Dalam sidang yang digelar pada awal bulan Mei 2025, hakim-hakim konstitusi memberikan masukan mendetail kepada para pemohon untuk memperbaiki dokumen gugatan mereka. Masukan ini mencakup aspek-aspek seperti penyusunan dalil permohonan, struktur dokumen, pertimbangan hukum, serta petitum yang diajukan. Hakim memberikan tenggat waktu dua minggu bagi para pemohon untuk melakukan perbaikan, baik dalam bentuk hardcopy maupun softcopy. Jika batas waktu tersebut dilewatkan, maka dokumen yang telah diajukan sebelumnya akan tetap digunakan sebagai dasar peninjauan.

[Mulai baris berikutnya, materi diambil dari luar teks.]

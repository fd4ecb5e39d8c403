//! Manifest of expressed genes (`expressed-genes.json`).

use std::fs;
use std::path::{Path, PathBuf};

use anyhow::{Context, Result};
use serde::{Deserialize, Serialize};
use tracing::debug;

/// One successful expression: which gene, applied where.
#[derive(Debug, Clone, Serialize, Deserialize, PartialEq, Eq)]
pub struct ExpressedGene {
    pub gene: String,
    pub path: String,
}

impl ExpressedGene {
    pub fn new(gene: impl Into<String>, path: &Path) -> Self {
        Self {
            gene: gene.into(),
            path: path.to_string_lossy().into_owned(),
        }
    }
}

/// JSON array of [`ExpressedGene`] records, in expression order.
#[derive(Debug, Clone)]
pub struct Manifest {
    path: PathBuf,
}

impl Manifest {
    pub fn new(path: impl Into<PathBuf>) -> Self {
        Self { path: path.into() }
    }

    pub fn path(&self) -> &Path {
        &self.path
    }

    /// Read every record. A missing manifest has no records.
    pub fn entries(&self) -> Result<Vec<ExpressedGene>> {
        if !self.path.exists() {
            debug!(path = %self.path.display(), "no manifest yet");
            return Ok(Vec::new());
        }
        let contents = fs::read_to_string(&self.path)
            .with_context(|| format!("read manifest {}", self.path.display()))?;
        let entries: Vec<ExpressedGene> = serde_json::from_str(&contents)
            .with_context(|| format!("parse manifest {}", self.path.display()))?;
        debug!(path = %self.path.display(), entries = entries.len(), "manifest loaded");
        Ok(entries)
    }

    /// Append one record, rewriting the file atomically.
    pub fn append(&self, entry: ExpressedGene) -> Result<()> {
        let mut entries = self.entries()?;
        debug!(gene = %entry.gene, path = %entry.path, "recording expressed gene");
        entries.push(entry);
        let mut buf = serde_json::to_string_pretty(&entries).context("serialize manifest")?;
        buf.push('\n');
        write_atomic(&self.path, &buf)
    }
}

fn write_atomic(path: &Path, contents: &str) -> Result<()> {
    if let Some(parent) = path.parent().filter(|p| !p.as_os_str().is_empty()) {
        fs::create_dir_all(parent)
            .with_context(|| format!("create directory {}", parent.display()))?;
    }
    let tmp_path = path.with_extension("json.tmp");
    fs::write(&tmp_path, contents)
        .with_context(|| format!("write temp manifest {}", tmp_path.display()))?;
    fs::rename(&tmp_path, path).with_context(|| format!("replace manifest {}", path.display()))?;
    Ok(())
}
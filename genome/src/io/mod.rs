//! Side-effecting collaborators: shell actions, HTTP, configuration and the manifest.

pub mod actions;
pub mod config;
pub mod manifest;
pub mod process;
pub mod transport;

Salah satu kasus yang menarik perhatian adalah tuntutan oleh sekelompok mahasiswa dari Universitas Internasional Batam. Mereka mengajukan dua jenis petitum: petitum primair dan petitum alternatif. Dalam petitum alternatif, mereka meminta agar Mahkamah Konstitusi menyatakan UU Nomor 3 Tahun 2025 inkonstitusional. Selain itu, mereka juga menuntut ganti rugi sebesar Rp50 miliar kepada pimpinan dan anggota DPR, Rp25 miliar kepada Presiden, serta Rp5 miliar kepada Baleg DPR. Dana tersebut diminta disetorkan ke kas negara.
Hakim Enny Nurbaningsih menyatakan bahwa permintaan ini tidak sesuai dengan hukum acara yang berlaku di MK. Menurutnya, MK tidak memiliki kewenangan untuk memberikan hukuman kepada lembaga-lembaga negara seperti DPR, Baleg, atau bahkan Presiden. "Tuntutan semacam ini tidak lazim dan bertentangan dengan aturan prosedural yang ada," ujar Enny dalam sidang daring yang dilakukan pada tanggal 9 Mei 2025.
Tidak hanya itu, kelompok mahasiswa ini juga meminta pengenaan denda harian jika putusan MK tidak dilaksanakan. Besaran denda yang diminta mencapai Rp25 miliar per hari untuk DPR, Rp12,5 miliar untuk Presiden, dan Rp2,5 miliar untuk Baleg DPR. Permintaan ini jelas-jelas dinilai berlebihan dan tidak sesuai dengan mandat MK sebagai lembaga penjamin konstitusionalitas.
Sidang ini menunjukkan betapa pentingnya pemahaman terhadap mekanisme hukum konstitusi di kalangan generasi muda. Meskipun tuntutan mereka dianggap tidak sesuai prosedur, upaya mahasiswa ini dapat dianggap sebagai langkah positif dalam meningkatkan kesadaran hukum dan partisipasi publik dalam sistem demokrasi Indonesia. Melalui proses ini, diharapkan para pemohon dapat memperbaiki dokumen mereka sehingga lebih sesuai dengan standar hukum yang berlaku.